Mystère Corona se présente alors sous les allures d’un visage ami qui transforme les cauchemars en rêves… Et il me parle. Il me demande si j’avais lu et …compris les deux ouvrages de feu Abdou Latif Gueye (militant intransigeant de haut lignage des droits de Dieu sur ses créatures, fondateur de l’ONG Jamra). « La Lumière du tunnel » et « Le tunnel de La Lumière », deux titres, deux ouvrages qui se croisent et restituent l’itinéraire spirituel d’un homme de vérité et de droiture, d’engagement sans compromissions. « Ces deux ouvrages, me dit Mystère Corona, sont des viatiques pour ceux de ta génération errant encore dans le labyrinthe des fausses certitudes temporelles. Relis-le. Et apprends surtout à lire entre les lignes… »
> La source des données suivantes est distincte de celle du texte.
//! SQLite database shared by the cache tiers and the deferred queues.

use color_eyre::{eyre::eyre, Result};
use rusqlite::{params, Connection, OptionalExtension};
use std::path::Path;
use std::sync::{Arc, Mutex, MutexGuard};

use crate::queue::QueueName;

/// Connection handle shared between storage components.
#[derive(Clone)]
pub struct Database {
  conn: Arc<Mutex<Connection>>,
}

impl Database {
  /// Open or create the database at the given path.
  pub fn open(path: &Path) -> Result<Self> {
    // Ensure parent directory exists
    if let Some(parent) = path.parent() {
      std::fs::create_dir_all(parent)
        .map_err(|e| eyre!("Failed to create database directory: {}", e))?;
    }

    let conn = Connection::open(path)
      .map_err(|e| eyre!("Failed to open database at {}: {}", path.display(), e))?;

    Self::from_connection(conn)
  }

  /// Open a private in-memory database.
  pub fn in_memory() -> Result<Self> {
    let conn =
      Connection::open_in_memory().map_err(|e| eyre!("Failed to open in-memory database: {}", e))?;
    Self::from_connection(conn)
  }

  fn from_connection(conn: Connection) -> Result<Self> {
    let db = Self {
      conn: Arc::new(Mutex::new(conn)),
    };
    db.run_migrations()?;
    Ok(db)
  }

  /// Run database migrations
  fn run_migrations(&self) -> Result<()> {
    let conn = self.lock()?;
    conn
      .execute_batch(SCHEMA)
      .map_err(|e| eyre!("Failed to run migrations: {}", e))?;

    for queue in QueueName::ALL {
      conn
        .execute_batch(&queue_schema(queue.table()))
        .map_err(|e| eyre!("Failed to create queue table {}: {}", queue.table(), e))?;
    }
    Ok(())
  }

  /// Lock the connection for a short synchronous operation.
  pub fn lock(&self) -> Result<MutexGuard<'_, Connection>> {
    self
      .conn
      .lock()
      .map_err(|e| eyre!("Lock poisoned: {}", e))
  }

  /// Version token recorded by the last activation.
  pub fn active_version(&self) -> Result<Option<String>> {
    let conn = self.lock()?;
    conn
      .query_row(
        "SELECT value FROM meta WHERE key = 'active_version'",
        [],
        |row| row.get(0),
      )
      .optional()
      .map_err(|e| eyre!("Failed to read active version: {}", e))
  }

  pub fn set_active_version(&self, version: &str) -> Result<()> {
    let conn = self.lock()?;
    conn
      .execute(
        "INSERT OR REPLACE INTO meta (key, value) VALUES ('active_version', ?)",
        params![version],
      )
      .map_err(|e| eyre!("Failed to record active version: {}", e))?;
    Ok(())
  }

  /// Reclaim space freed by evictions.
  pub fn vacuum(&self) -> Result<()> {
    let conn = self.lock()?;
    conn
      .execute_batch("VACUUM")
      .map_err(|e| eyre!("Failed to vacuum database: {}", e))
  }
}

/// Schema for cache tiers and bookkeeping.
const SCHEMA: &str = r#"
CREATE TABLE IF NOT EXISTS meta (
    key TEXT PRIMARY KEY,
    value TEXT NOT NULL
);

-- One namespace per tier and version
CREATE TABLE IF NOT EXISTS cache_entries (
    namespace TEXT NOT NULL,
    key TEXT NOT NULL,
    url TEXT NOT NULL,
    status INTEGER NOT NULL,
    headers TEXT NOT NULL,
    payload BLOB NOT NULL,
    size INTEGER NOT NULL,
    stored_at INTEGER NOT NULL,
    PRIMARY KEY (namespace, key)
);

CREATE INDEX IF NOT EXISTS idx_cache_entries_age
    ON cache_entries(namespace, stored_at);
"#;

/// Schema of one deferred delivery queue. Row ids preserve enqueue order.
fn queue_schema(table: &str) -> String {
  format!(
    r#"
CREATE TABLE IF NOT EXISTS {table} (
    id INTEGER PRIMARY KEY AUTOINCREMENT,
    request TEXT NOT NULL,
    size INTEGER NOT NULL,
    enqueued_at INTEGER NOT NULL,
    retry_count INTEGER NOT NULL DEFAULT 0,
    state TEXT NOT NULL DEFAULT 'pending'
);
"#
  )
}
Et il poursuit : « Nous sommes ici pour vous réapprendre la force de l’invisible. Détruire vos nouvelles idoles et préparer l’avènement de l’événement… Retrouvez donc l’humilité due à l’un, majestueux et tout-puissant. Retrouvez le sens de la vie qu’il donne et reprend. Comprenez que votre seul avenir c’est la mort et le retour vers lui. Pensez plus souvent à la mort et à l’autre vie qu’elle engendre… Réveillez-vous ! » Et Mystère Corona de poursuivre : « En attendant, soyez prudents… Masquez-vous, respectez les mesures barrières, certes… Mais aussi, et surtout repentez-vous et priez ! Rouvrir les stades, les boites de nuits et autres lieux d’affluence, mais fermer le mur des lamentations, la Place Saint-Pierre et la Sainte Kaaba n’est pas la meilleure réponse au message dont nous sommes porteurs ! Réveillez-vous ! »

Silence sans appel…

Au bout de la nuit et de ses protagonistes invisibles, le ballet des techniciens de surface et celui des personnels soignants, la voix inespérée du Docteur : « Bonjour monsieur Wone ! Bonne nouvelle : le dernier test est revenu négatif. Vous êtes guéri. Vous allez pouvoir rentrer chez vous et poursuivre la suite des traitements à domicile. Bravo ! »

Cette maladie n’est pas une légende. Mister Covid et Mystère Corona sont des agents spéciaux en mission. Comprenne qui pourra….

Amadou Tidiane Wone est ancien ministre de la Culture, ancien ambassadeur du Sénégal au Canada. Il est auteur de  » Lorsque la nuit se déchire  » aux Éditions L’harmattan, 1990, « Le crépuscule des vanités  » aux Éditions Silex, 2006 et de  » Résistance » Essai aux Éditions Madiba, 2006.